Ogni livello, che poteva essere ricompletato senza limiti per cercare di ottenere un punteggio migliore, presentava tre layout diversi per la collocazione di nemici, ostacoli e oggetti. Il fallimento della missione comportava la perdita di tutti gli oggetti raccolti, che venivano salvati solo se si passava a quella successiva.
Se invece veniva completata con successo, venivamo premiati con un filmato che ci svelava qualcosa sulla personalità del personaggio e ovviamente un punteggio basato sulle nostre azioni. Generalmente, venivano maggiormente premiate le missioni completate nel minor tempo possibile.

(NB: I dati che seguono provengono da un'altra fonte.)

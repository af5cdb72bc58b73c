//! Fuzzy word comparison.
//!
//! Grammar literals are compared against utterance words through an
//! optional stemmer and a bounded edit distance, so "timer" tolerates
//! "timers" without a grammar author spelling out every form. Short
//! literals get no edit-distance leniency: at three characters or fewer a
//! single edit reaches an unrelated word ("tim" vs "tom").

use parley_foundation::Stem;

/// Minimum stemmed-literal length for edit-distance leniency.
pub const FUZZY_MIN_LEN: usize = 4;

/// Maximum tolerated edit distance between literal and token.
pub const MAX_EDIT_DISTANCE: usize = 1;

/// Compares a grammar literal against a token word.
///
/// Both sides are stemmed (identity when no stemmer is configured). An
/// exact match always succeeds; otherwise an edit distance of at most
/// [`MAX_EDIT_DISTANCE`] is allowed when the stemmed literal has at least
/// `min_len` characters.
#[must_use]
pub fn words_match(
    literal: &str,
    word: &str,
    stemmer: Option<&dyn Stem>,
    min_len: usize,
) -> bool {
    let (literal, word) = match stemmer {
        Some(stemmer) => (stemmer.stem(literal), stemmer.stem(word)),
        None => (literal.to_string(), word.to_string()),
    };

    if literal == word {
        return true;
    }
    if literal.chars().count() < min_len {
        return false;
    }
    edit_distance(&literal, &word) <= MAX_EDIT_DISTANCE
}

/// Levenshtein distance with unit insert/delete/substitute costs.
#[must_use]
pub fn edit_distance(a: &str, b: &str) -> usize {
    let a: Vec<char> = a.chars().collect();
    let b: Vec<char> = b.chars().collect();
    if a.is_empty() {
        return b.len();
    }
    if b.is_empty() {
        return a.len();
    }

    // Single rolling row of the distance matrix.
    let mut row: Vec<usize> = (0..=b.len()).collect();
    for (i, &ca) in a.iter().enumerate() {
        let mut previous_diagonal = row[0];
        row[0] = i + 1;
        for (j, &cb) in b.iter().enumerate() {
            let substitution = previous_diagonal + usize::from(ca != cb);
            previous_diagonal = row[j + 1];
            row[j + 1] = substitution.min(row[j] + 1).min(row[j + 1] + 1);
        }
    }
    row[b.len()]
}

Tenchu Stealth Assassins: il successo della saga dopo il suo lancio
Come spesso accadeva all’epoca, ancor più che nei giorni nostri, il naturale successo di Tenchu Stealth Assassins lo ha trasformato in una saga che ha sfornato ad oggi tre seguiti ufficiali, accompagnati da alcuni spin-off in realtà non altrettanto sfortunati. L’ultimo episodio, Shadow Assassins, lanciato nel 2009 per Wii e PSP non è stato di certo indimenticabile, così come altre interazioni quasi non meritevoli di condividere il marchio con lo storico primo capitolo.
Una cattiveria che puoi trovare eccessiva, ma considerate le potenzialità che aveva il primo Tenchu è stato un gran peccato che i suoi successori, in particolare dopo l’epoca PlayStation 2 e Xbox, non siano stati in grado nemmeno da lontano ad avvicinarsi al capostipite. Non che Tenchu 2 e 3 fossero dei brutti titoli, tutt’altro, ma col passare degli anni e degli episodi non si è più riusciti a mantenere viva la saga, che è infatti è assente da più di dieci anni.
Forse, volendo giocare un po’ con la fantasia, per una sorta di Tenchu moderno potremmo considerare Sekiro: Shadows Die Twice, che per certi versi riprende lo stile del gioco del 1998, con combattimenti feroci, un focus sullo stealth e, perché no, l’utilizzo continuo del rampino. Sono due giochi da anime completamente diverse, ma accomunati da due grandi passioni: il Giappone Feudale e l’eleganza della filosofia ninja.